__Assignment__: Once you have read the records, output them exactly.

[Stored items from a collection]
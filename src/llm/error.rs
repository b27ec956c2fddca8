use serde_json::Value;

/// Errors raised at the provider boundary.
///
/// Whatever shape the upstream error body has, it is normalized here so the
/// rest of the crate never has to probe loosely-typed JSON.
#[derive(Debug, thiserror::Error)]
pub enum ProviderError {
    #[error("API error ({status}): {}", .message.as_deref().unwrap_or("no message"))]
    Api {
        status: u16,
        code: Option<String>,
        error_type: Option<String>,
        message: Option<String>,
    },

    #[error("Network error: {0}")]
    Network(#[from] reqwest::Error),

    #[error("Malformed response: {0}")]
    MalformedResponse(String),
}

impl ProviderError {
    /// Build an API error from a non-success response body.
    ///
    /// OpenAI-compatible providers answer with `{"error": {"message", "type", "code"}}`.
    /// Bodies that are not JSON keep their raw text as the message.
    pub fn from_error_body(status: u16, body: &str) -> Self {
        match serde_json::from_str::<Value>(body) {
            Ok(value) => Self::from_error_value(status, &value),
            Err(_) => {
                let text = body.trim();
                Self::Api {
                    status,
                    code: None,
                    error_type: None,
                    message: (!text.is_empty()).then(|| text.to_string()),
                }
            }
        }
    }

    pub fn from_error_value(status: u16, value: &Value) -> Self {
        // Some gateways put the error object at the top level
        let error = value.get("error").unwrap_or(value);

        let message = match error {
            Value::String(s) => Some(s.clone()),
            _ => error
                .get("message")
                .and_then(|v| v.as_str())
                .map(|s| s.to_string()),
        };

        Self::Api {
            status,
            code: error.get("code").and_then(field_to_string),
            error_type: error
                .get("type")
                .and_then(|v| v.as_str())
                .map(|s| s.to_string()),
            message,
        }
    }

    pub fn code(&self) -> Option<&str> {
        match self {
            Self::Api { code, .. } => code.as_deref(),
            _ => None,
        }
    }

    pub fn message(&self) -> Option<&str> {
        match self {
            Self::Api { message, .. } => message.as_deref(),
            _ => None,
        }
    }
}

fn field_to_string(value: &Value) -> Option<String> {
    match value {
        Value::String(s) => Some(s.clone()),
        Value::Number(n) => Some(n.to_string()),
        _ => None,
    }
}
use std::sync::Arc;
use tracing::{debug, error, warn};

use super::error::{ConversionError, ConversionErrorKind};
use super::types::ConversionResult;
use crate::llm::{ChatMessage, StatelessLLMInterface};

/// Forwards conversion prompts to the LLM provider.
///
/// Holds no per-request state, so one instance serves every request and any
/// call can be retried.
pub struct ConversionProxy {
    llm: Arc<dyn StatelessLLMInterface>,
    system_prompt: String,
}

impl ConversionProxy {
    pub fn new(llm: Arc<dyn StatelessLLMInterface>, system_prompt: impl Into<String>) -> Self {
        Self {
            llm,
            system_prompt: system_prompt.into(),
        }
    }

    pub fn system_prompt(&self) -> &str {
        &self.system_prompt
    }

    pub async fn convert(&self, prompt: &str) -> Result<ConversionResult, ConversionError> {
        let messages = vec![
            ChatMessage::system(self.system_prompt.as_str()),
            ChatMessage::user(prompt),
        ];

        match self.llm.chat_completion(messages).await {
            Ok(text) => {
                debug!("Conversion completed with {}: {} chars", self.llm.model(), text.len());
                Ok(ConversionResult::new(text))
            }
            Err(err) => {
                error!("Provider error: {:?}", err);
                let converted = ConversionError::from(&err);
                if converted.kind == ConversionErrorKind::QuotaExceeded {
                    warn!("Provider quota exhausted for model {}", self.llm.model());
                }
                Err(converted)
            }
        }
    }
}
pub mod error;
pub mod proxy;
pub mod types;

pub use error::*;
pub use proxy::*;
pub use types::*;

__Result__:
filename src/llm/error.rs
repository b27ec956c2fddca8
use serde_json::Value;

/// Errors raised at the provider boundary.
///
/// Whatever shape the upstream error body has, it is normalized here so the
/// rest of the crate never has to probe loosely-typed JSON.
#[derive(Debug, thiserror::Error)]
pub enum ProviderError {
    #[error("API error ({status}): {}", .message.as_deref().unwrap_or("no message"))]
    Api {
        status: u16,
        code: Option<String>,
        error_type: Option<String>,
        message: Option<String>,
    },

    #[error("Network error: {0}")]
    Network(#[from] reqwest::Error),

    #[error("Malformed response: {0}")]
    MalformedResponse(String),
}

impl ProviderError {
    /// Build an API error from a non-success response body.
    ///
    /// OpenAI-compatible providers answer with `{"error": {"message", "type", "code"}}`.
    /// Bodies that are not JSON keep their raw text as the message.
    pub fn from_error_body(status: u16, body: &str) -> Self {
        match serde_json::from_str::<Value>(body) {
            Ok(value) => Self::from_error_value(status, &value),
            Err(_) => {
                let text = body.trim();
                Self::Api {
                    status,
                    code: None,
                    error_type: None,
                    message: (!text.is_empty()).then(|| text.to_string()),
                }
            }
        }
    }

    pub fn from_error_value(status: u16, value: &Value) -> Self {
        // Some gateways put the error object at the top level
        let error = value.get("error").unwrap_or(value);

        let message = match error {
            Value::String(s) => Some(s.clone()),
            _ => error
                .get("message")
                .and_then(|v| v.as_str())
                .map(|s| s.to_string()),
        };

        Self::Api {
            status,
            code: error.get("code").and_then(field_to_string),
            error_type: error
                .get("type")
                .and_then(|v| v.as_str())
                .map(|s| s.to_string()),
            message,
        }
    }

    pub fn code(&self) -> Option<&str> {
        match self {
            Self::Api { code, .. } => code.as_deref(),
            _ => None,
        }
    }

    pub fn message(&self) -> Option<&str> {
        match self {
            Self::Api { message, .. } => message.as_deref(),
            _ => None,
        }
    }
}

fn field_to_string(value: &Value) -> Option<String> {
    match value {
        Value::String(s) => Some(s.clone()),
        Value::Number(n) => Some(n.to_string()),
        _ => None,
    }
}
use std::sync::Arc;
use tracing::{debug, error, warn};

use super::error::{ConversionError, ConversionErrorKind};
use super::types::ConversionResult;
use crate::llm::{ChatMessage, StatelessLLMInterface};

/// Forwards conversion prompts to the LLM provider.
///
/// Holds no per-request state, so one instance serves every request and any
/// call can be retried.
pub struct ConversionProxy {
    llm: Arc<dyn StatelessLLMInterface>,
    system_prompt: String,
}

impl ConversionProxy {
    pub fn new(llm: Arc<dyn StatelessLLMInterface>, system_prompt: impl Into<String>) -> Self {
        Self {
            llm,
            system_prompt: system_prompt.into(),
        }
    }

    pub fn system_prompt(&self) -> &str {
        &self.system_prompt
    }

    pub async fn convert(&self, prompt: &str) -> Result<ConversionResult, ConversionError> {
        let messages = vec![
            ChatMessage::system(self.system_prompt.as_str()),
            ChatMessage::user(prompt),
        ];

        match self.llm.chat_completion(messages).await {
            Ok(text) => {
                debug!("Conversion completed with {}: {} chars", self.llm.model(), text.len());
                Ok(ConversionResult::new(text))
            }
            Err(err) => {
                error!("Provider error: {:?}", err);
                let converted = ConversionError::from(&err);
                if converted.kind == ConversionErrorKind::QuotaExceeded {
                    warn!("Provider quota exhausted for model {}", self.llm.model());
                }
                Err(converted)
            }
        }
    }
}
pub mod error;
pub mod proxy;
pub mod types;

pub use error::*;
pub use proxy::*;
pub use types::*;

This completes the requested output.